Not really familiar with this concept yet. But info is available here. It seems to be a way to try and smooth out irregularities in your model. One example is taking all of your neurons squaring them, taking the mean, and then multiplying that value by a small number like .01. You then add that to your loss function and it helps the loss function force your weights to be zero. More on that here.

##
#
Log likelihood

When looking at probabilities, we will commonly see they're between 0 and 1, which makes it hard to work with them since multiplying them creates increasingly smaller numbers. To counter this, we use the log likelihood by taking the log of the probability. Giving us a better range of numbers.

###
#
Negative log likelihood

This is the exact same except we invert the values. This is so that we can use it as a loss function and commonly with loss functions we optimize to get them as low as possible. But for a normal log likelihood the extremely negative values mean it's less likely. Inverting fixes that. It's also common to average the negative log likelihood, to give us a better estimation across the data set. This is a popular method when performing classification.

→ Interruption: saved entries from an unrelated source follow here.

//! Routes inbound messages to the engine, one task per message.

use std::{future::Future, sync::Arc};

use chatledger_core::{Dispatch, LedgerEngine};
use tokio::task::JoinSet;
use tracing::{debug, error, info, info_span, warn, Instrument};

use crate::{
    errors::AppError,
    transport::{InboundMessage, MessageSource, Replier},
};

/// Counters for a finished dispatch loop.
#[derive(Debug, Default, Clone, Copy, PartialEq, Eq)]
pub struct DispatchSummary {
    pub received: usize,
    pub replied: usize,
}

pub struct Dispatcher {
    engine: Arc<LedgerEngine>,
    replier: Arc<dyn Replier>,
}

impl Dispatcher {
    pub fn new(engine: Arc<LedgerEngine>, replier: Arc<dyn Replier>) -> Self {
        Self { engine, replier }
    }

    /// Drains `source`, then waits for every in-flight message.
    pub async fn run<S: MessageSource>(&self, source: S) -> Result<DispatchSummary, AppError> {
        self.run_until(source, std::future::pending()).await
    }

    /// Like [`Dispatcher::run`], but stops reading once `shutdown` resolves.
    /// Messages already handed to the engine still complete.
    pub async fn run_until<S, F>(
        &self,
        mut source: S,
        shutdown: F,
    ) -> Result<DispatchSummary, AppError>
    where
        S: MessageSource,
        F: Future<Output = ()>,
    {
        tokio::pin!(shutdown);
        let mut tasks = JoinSet::new();
        let mut summary = DispatchSummary::default();
        loop {
            let message = tokio::select! {
                next = source.next_message() => match next? {
                    Some(message) => message,
                    None => break,
                },
                () = &mut shutdown => {
                    info!(in_flight = tasks.len(), "shutdown requested; draining");
                    break;
                }
            };
            summary.received += 1;
            let span = info_span!("message", message_id = %message.id, sender = %message.sender);
            tasks.spawn(
                handle(self.engine.clone(), self.replier.clone(), message).instrument(span),
            );
        }
        while let Some(joined) = tasks.join_next().await {
            match joined {
                Ok(true) => summary.replied += 1,
                Ok(false) => {}
                Err(err) => error!(error = %err, "message task aborted"),
            }
        }
        Ok(summary)
    }
}

/// Returns true when a reply was delivered.
async fn handle(engine: Arc<LedgerEngine>, replier: Arc<dyn Replier>, message: InboundMessage) -> bool {
    let dispatch = engine.handle_message(&message.text).await;
    if let Dispatch::Ignored(reason) = &dispatch {
        debug!(?reason, "no reply");
    }
    let Some(text) = dispatch.reply() else {
        return false;
    };
    match replier.reply(&message, &text).await {
        Ok(()) => true,
        Err(err) => {
            warn!(error = %err, "failed to send reply");
            false
        }
    }
}

#[cfg(test)]
mod tests {
    use std::{sync::Mutex, time::Duration};

    use async_trait::async_trait;
    use chatledger_core::{CellRange, CoreError, EngineSettings, FixedClock, TabularStore};
    use chatledger_domain::{CellValue, Grid};
    use chrono::NaiveDate;

    use super::*;

    /// Expense sheet whose appends take a while to land.
    #[derive(Default)]
    struct SlowStore {
        appended: Mutex<Vec<Vec<CellValue>>>,
    }

    #[async_trait]
    impl TabularStore for SlowStore {
        async fn list_sheet_names(&self) -> Result<Vec<String>, CoreError> {
            Ok(vec!["GASTOS OCT 26".into()])
        }

        async fn read_range(&self, _sheet: &str, _range: &CellRange) -> Result<Grid, CoreError> {
            Ok(Grid::new())
        }

        async fn append_row(&self, _sheet: &str, row: Vec<CellValue>) -> Result<(), CoreError> {
            tokio::time::sleep(Duration::from_millis(100)).await;
            self.appended.lock().expect("appended").push(row);
            Ok(())
        }

        async fn update_range(
            &self,
            _sheet: &str,
            _range: &CellRange,
            _values: Grid,
        ) -> Result<(), CoreError> {
            Ok(())
        }
    }

    /// Yields one message, then waits forever like an idle chat.
    struct OneThenIdle {
        sent: bool,
    }

    #[async_trait]
    impl MessageSource for OneThenIdle {
        async fn next_message(&mut self) -> Result<Option<InboundMessage>, AppError> {
            if self.sent {
                std::future::pending::<()>().await;
            }
            self.sent = true;
            Ok(Some(InboundMessage::new("ana", "gastos 5 pan")))
        }
    }

    #[derive(Default)]
    struct CountingReplier {
        replies: Mutex<usize>,
    }

    #[async_trait]
    impl Replier for CountingReplier {
        async fn reply(&self, _to: &InboundMessage, _text: &str) -> Result<(), AppError> {
            *self.replies.lock().expect("replies") += 1;
            Ok(())
        }
    }

    #[tokio::test]
    async fn shutdown_waits_for_in_flight_messages() {
        let store = Arc::new(SlowStore::default());
        let today = NaiveDate::from_ymd_opt(2026, 10, 19).expect("date");
        let engine = LedgerEngine::new(
            store.clone(),
            Arc::new(FixedClock::new(today)),
            EngineSettings::default(),
        );
        let replier = Arc::new(CountingReplier::default());
        let dispatcher = Dispatcher::new(Arc::new(engine), replier.clone());

        let summary = dispatcher
            .run_until(
                OneThenIdle { sent: false },
                tokio::time::sleep(Duration::from_millis(20)),
            )
            .await
            .expect("run");

        assert_eq!(summary, DispatchSummary { received: 1, replied: 1 });
        assert_eq!(store.appended.lock().expect("appended").len(), 1);
        assert_eq!(*replier.replies.lock().expect("replies"), 1);
    }
}
#![doc(test(attr(deny(warnings))))]

//! Chat Ledger turns short chat commands into rows of a monthly spreadsheet
//! ledger. This crate wires configuration, storage backends, the chat
//! transport, and the health endpoint around the engine in `chatledger-core`.

pub mod app;
pub mod clock;
pub mod dispatcher;
pub mod errors;
pub mod health;
pub mod transport;
pub mod utils;

pub use utils::build_info::BuildInfo;

/// Initializes global tracing. Safe to call more than once.
pub fn init() {
    utils::init_tracing();
}

#[cfg(test)]
mod tests {
    #[test]
    fn init_does_not_panic() {
        super::init();
        super::init();
    }
}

I came back to this trying to remember the purpose of the negative here. An important thing to remember is that when we calculate NLL, we do so on the softmax (or equivalent) of the logits. Which means all values are fractions (0,1] (not sure if 0 should instead be inclusive here). Which are always negative when logged. So we invert them to get a positive number.

###
#
Cross-entropy loss

This is another name for log loss likelihood. PyTorch has a really nice built-in method for this.

##
#
Maximum Likelihood Estimation

This is when you train a model based purely on the statistical information you have access to, optimizing for likelihood of the various parameters.

##
#
Overfitting

Overfitting is when you train the loss of your training set so much that it is too closely tied to that training set. Meaning the validation set will show much worse loss than the training set.

##
#
Initialization

When first running your neural network, if you have an extremely high starting loss, it likely has to do with the weights and biases of your neurons. If they take up a wide range of numbers, that will result in a much greater variance in possible outcomes, increasing the loss function. If you instead start with biases set to 0 and weights multiplied by something like `.1`

, you'll have a much smaller starting range. That more uniform distribution helps smooth out the loss.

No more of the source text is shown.